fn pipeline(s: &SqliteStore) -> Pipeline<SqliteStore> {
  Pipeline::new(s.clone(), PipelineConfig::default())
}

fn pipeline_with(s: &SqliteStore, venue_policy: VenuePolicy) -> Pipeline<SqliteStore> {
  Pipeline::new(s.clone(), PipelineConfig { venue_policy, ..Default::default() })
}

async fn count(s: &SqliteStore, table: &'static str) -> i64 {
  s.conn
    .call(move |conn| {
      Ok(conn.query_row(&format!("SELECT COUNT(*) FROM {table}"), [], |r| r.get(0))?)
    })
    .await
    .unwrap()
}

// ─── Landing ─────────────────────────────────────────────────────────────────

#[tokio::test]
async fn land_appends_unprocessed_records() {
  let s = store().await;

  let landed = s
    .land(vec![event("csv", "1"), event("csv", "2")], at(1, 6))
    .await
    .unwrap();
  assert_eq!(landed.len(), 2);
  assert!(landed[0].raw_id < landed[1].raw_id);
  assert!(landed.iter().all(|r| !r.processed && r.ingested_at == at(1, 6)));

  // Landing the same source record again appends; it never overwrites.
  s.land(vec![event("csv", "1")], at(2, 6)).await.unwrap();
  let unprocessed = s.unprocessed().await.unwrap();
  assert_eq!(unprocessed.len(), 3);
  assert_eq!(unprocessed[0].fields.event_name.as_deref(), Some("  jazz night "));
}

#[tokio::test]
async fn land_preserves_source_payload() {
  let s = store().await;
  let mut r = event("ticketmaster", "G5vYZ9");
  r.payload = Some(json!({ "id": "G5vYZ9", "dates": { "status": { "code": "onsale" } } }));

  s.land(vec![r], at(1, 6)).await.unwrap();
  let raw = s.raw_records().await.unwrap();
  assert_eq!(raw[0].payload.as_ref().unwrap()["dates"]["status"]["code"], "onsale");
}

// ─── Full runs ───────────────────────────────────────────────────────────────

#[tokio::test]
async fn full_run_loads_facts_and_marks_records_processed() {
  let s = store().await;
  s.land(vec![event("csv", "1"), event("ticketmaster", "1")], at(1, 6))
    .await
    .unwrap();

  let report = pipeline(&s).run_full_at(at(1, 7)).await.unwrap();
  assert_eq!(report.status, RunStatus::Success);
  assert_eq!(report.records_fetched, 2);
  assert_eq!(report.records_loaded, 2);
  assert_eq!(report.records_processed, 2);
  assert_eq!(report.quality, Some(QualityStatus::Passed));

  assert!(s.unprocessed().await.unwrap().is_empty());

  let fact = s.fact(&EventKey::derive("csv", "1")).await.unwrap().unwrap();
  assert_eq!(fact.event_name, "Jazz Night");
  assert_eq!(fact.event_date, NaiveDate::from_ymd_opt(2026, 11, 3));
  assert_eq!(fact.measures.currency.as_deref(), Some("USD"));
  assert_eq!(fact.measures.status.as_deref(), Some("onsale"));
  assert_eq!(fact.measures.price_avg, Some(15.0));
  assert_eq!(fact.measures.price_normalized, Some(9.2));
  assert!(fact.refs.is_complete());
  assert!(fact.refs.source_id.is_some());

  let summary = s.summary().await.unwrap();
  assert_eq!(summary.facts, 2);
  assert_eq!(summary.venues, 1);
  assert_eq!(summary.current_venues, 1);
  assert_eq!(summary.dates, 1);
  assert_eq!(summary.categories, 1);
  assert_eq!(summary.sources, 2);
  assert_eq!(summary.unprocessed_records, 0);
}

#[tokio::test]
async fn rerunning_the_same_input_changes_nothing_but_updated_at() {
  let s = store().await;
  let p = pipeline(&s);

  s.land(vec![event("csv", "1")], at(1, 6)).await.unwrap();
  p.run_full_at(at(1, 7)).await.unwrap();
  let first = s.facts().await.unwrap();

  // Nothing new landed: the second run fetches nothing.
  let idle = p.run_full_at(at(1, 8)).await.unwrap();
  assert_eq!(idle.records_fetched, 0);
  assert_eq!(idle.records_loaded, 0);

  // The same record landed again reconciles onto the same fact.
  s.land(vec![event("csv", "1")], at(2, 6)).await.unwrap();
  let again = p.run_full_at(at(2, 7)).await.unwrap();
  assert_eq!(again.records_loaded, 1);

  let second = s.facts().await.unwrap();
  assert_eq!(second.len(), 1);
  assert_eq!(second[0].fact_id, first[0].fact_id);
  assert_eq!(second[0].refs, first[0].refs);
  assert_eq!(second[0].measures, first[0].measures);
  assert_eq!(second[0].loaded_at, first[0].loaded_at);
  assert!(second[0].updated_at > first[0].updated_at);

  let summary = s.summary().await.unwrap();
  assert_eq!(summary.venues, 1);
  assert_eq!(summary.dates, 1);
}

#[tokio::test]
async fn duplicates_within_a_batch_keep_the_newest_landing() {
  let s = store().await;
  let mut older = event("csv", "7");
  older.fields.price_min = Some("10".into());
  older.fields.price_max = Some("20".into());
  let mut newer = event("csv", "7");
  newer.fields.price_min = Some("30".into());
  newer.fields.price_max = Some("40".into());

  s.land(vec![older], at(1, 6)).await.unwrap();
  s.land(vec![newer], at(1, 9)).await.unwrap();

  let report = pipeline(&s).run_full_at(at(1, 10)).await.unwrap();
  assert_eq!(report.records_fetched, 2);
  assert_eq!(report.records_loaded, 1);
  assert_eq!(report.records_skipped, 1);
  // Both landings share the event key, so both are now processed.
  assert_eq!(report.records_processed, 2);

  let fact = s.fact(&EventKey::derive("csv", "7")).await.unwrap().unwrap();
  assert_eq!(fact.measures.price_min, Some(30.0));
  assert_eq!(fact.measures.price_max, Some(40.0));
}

***

### ACTIVITY
Copy out all of the lines above exactly.

### EXERCISE ANSWER
fn pipeline(s: &SqliteStore) -> Pipeline<SqliteStore> {
  Pipeline::new(s.clone(), PipelineConfig::default())
}

fn pipeline_with(s: &SqliteStore, venue_policy: VenuePolicy) -> Pipeline<SqliteStore> {
  Pipeline::new(s.clone(), PipelineConfig { venue_policy, ..Default::default() })
}

async fn count(s: &SqliteStore, table: &'static str) -> i64 {
  s.conn
    .call(move |conn| {
      Ok(conn.query_row(&format!("SELECT COUNT(*) FROM {table}"), [], |r| r.get(0))?)
    })
    .await
    .unwrap()
}

// ─── Landing ─────────────────────────────────────────────────────────────────

#[tokio::test]
async fn land_appends_unprocessed_records() {
  let s = store().await;

  let landed = s
    .land(vec![event("csv", "1"), event("csv", "2")], at(1, 6))
    .await
    .unwrap();
  assert_eq!(landed.len(), 2);
  assert!(landed[0].raw_id < landed[1].raw_id);
  assert!(landed.iter().all(|r| !r.processed && r.ingested_at == at(1, 6)));

  // Landing the same source record again appends; it never overwrites.
  s.land(vec![event("csv", "1")], at(2, 6)).await.unwrap();
  let unprocessed = s.unprocessed().await.unwrap();
  assert_eq!(unprocessed.len(), 3);
  assert_eq!(unprocessed[0].fields.event_name.as_deref(), Some("  jazz night "));
}

#[tokio::test]
async fn land_preserves_source_payload() {
  let s = store().await;
  let mut r = event("ticketmaster", "G5vYZ9");
  r.payload = Some(json!({ "id": "G5vYZ9", "dates": { "status": { "code": "onsale" } } }));

  s.land(vec![r], at(1, 6)).await.unwrap();
  let raw = s.raw_records().await.unwrap();
  assert_eq!(raw[0].payload.as_ref().unwrap()["dates"]["status"]["code"], "onsale");
}

// ─── Full runs ───────────────────────────────────────────────────────────────

#[tokio::test]
async fn full_run_loads_facts_and_marks_records_processed() {
  let s = store().await;
  s.land(vec![event("csv", "1"), event("ticketmaster", "1")], at(1, 6))
    .await
    .unwrap();

  let report = pipeline(&s).run_full_at(at(1, 7)).await.unwrap();
  assert_eq!(report.status, RunStatus::Success);
  assert_eq!(report.records_fetched, 2);
  assert_eq!(report.records_loaded, 2);
  assert_eq!(report.records_processed, 2);
  assert_eq!(report.quality, Some(QualityStatus::Passed));

  assert!(s.unprocessed().await.unwrap().is_empty());

  let fact = s.fact(&EventKey::derive("csv", "1")).await.unwrap().unwrap();
  assert_eq!(fact.event_name, "Jazz Night");
  assert_eq!(fact.event_date, NaiveDate::from_ymd_opt(2026, 11, 3));
  assert_eq!(fact.measures.currency.as_deref(), Some("USD"));
  assert_eq!(fact.measures.status.as_deref(), Some("onsale"));
  assert_eq!(fact.measures.price_avg, Some(15.0));
  assert_eq!(fact.measures.price_normalized, Some(9.2));
  assert!(fact.refs.is_complete());
  assert!(fact.refs.source_id.is_some());

  let summary = s.summary().await.unwrap();
  assert_eq!(summary.facts, 2);
  assert_eq!(summary.venues, 1);
  assert_eq!(summary.current_venues, 1);
  assert_eq!(summary.dates, 1);
  assert_eq!(summary.categories, 1);
  assert_eq!(summary.sources, 2);
  assert_eq!(summary.unprocessed_records, 0);
}

#[tokio::test]
async fn rerunning_the_same_input_changes_nothing_but_updated_at() {
  let s = store().await;
  let p = pipeline(&s);

  s.land(vec![event("csv", "1")], at(1, 6)).await.unwrap();
  p.run_full_at(at(1, 7)).await.unwrap();
  let first = s.facts().await.unwrap();

  // Nothing new landed: the second run fetches nothing.
  let idle = p.run_full_at(at(1, 8)).await.unwrap();
  assert_eq!(idle.records_fetched, 0);
  assert_eq!(idle.records_loaded, 0);

  // The same record landed again reconciles onto the same fact.
  s.land(vec![event("csv", "1")], at(2, 6)).await.unwrap();
  let again = p.run_full_at(at(2, 7)).await.unwrap();
  assert_eq!(again.records_loaded, 1);

  let second = s.facts().await.unwrap();
  assert_eq!(second.len(), 1);
  assert_eq!(second[0].fact_id, first[0].fact_id);
  assert_eq!(second[0].refs, first[0].refs);
  assert_eq!(second[0].measures, first[0].measures);
  assert_eq!(second[0].loaded_at, first[0].loaded_at);
  assert!(second[0].updated_at > first[0].updated_at);

  let summary = s.summary().await.unwrap();
  assert_eq!(summary.venues, 1);
  assert_eq!(summary.dates, 1);
}

#[tokio::test]
async fn duplicates_within_a_batch_keep_the_newest_landing() {
  let s = store().await;
  let mut older = event("csv", "7");
  older.fields.price_min = Some("10".into());
  older.fields.price_max = Some("20".into());
  let mut newer = event("csv", "7");
  newer.fields.price_min = Some("30".into());
  newer.fields.price_max = Some("40".into());

  s.land(vec![older], at(1, 6)).await.unwrap();
  s.land(vec![newer], at(1, 9)).await.unwrap();

  let report = pipeline(&s).run_full_at(at(1, 10)).await.unwrap();
  assert_eq!(report.records_fetched, 2);
  assert_eq!(report.records_loaded, 1);
  assert_eq!(report.records_skipped, 1);
  // Both landings share the event key, so both are now processed.
  assert_eq!(report.records_processed, 2);

  let fact = s.fact(&EventKey::derive("csv", "7")).await.unwrap().unwrap();
  assert_eq!(fact.measures.price_min, Some(30.0));
  assert_eq!(fact.measures.price_max, Some(40.0));
}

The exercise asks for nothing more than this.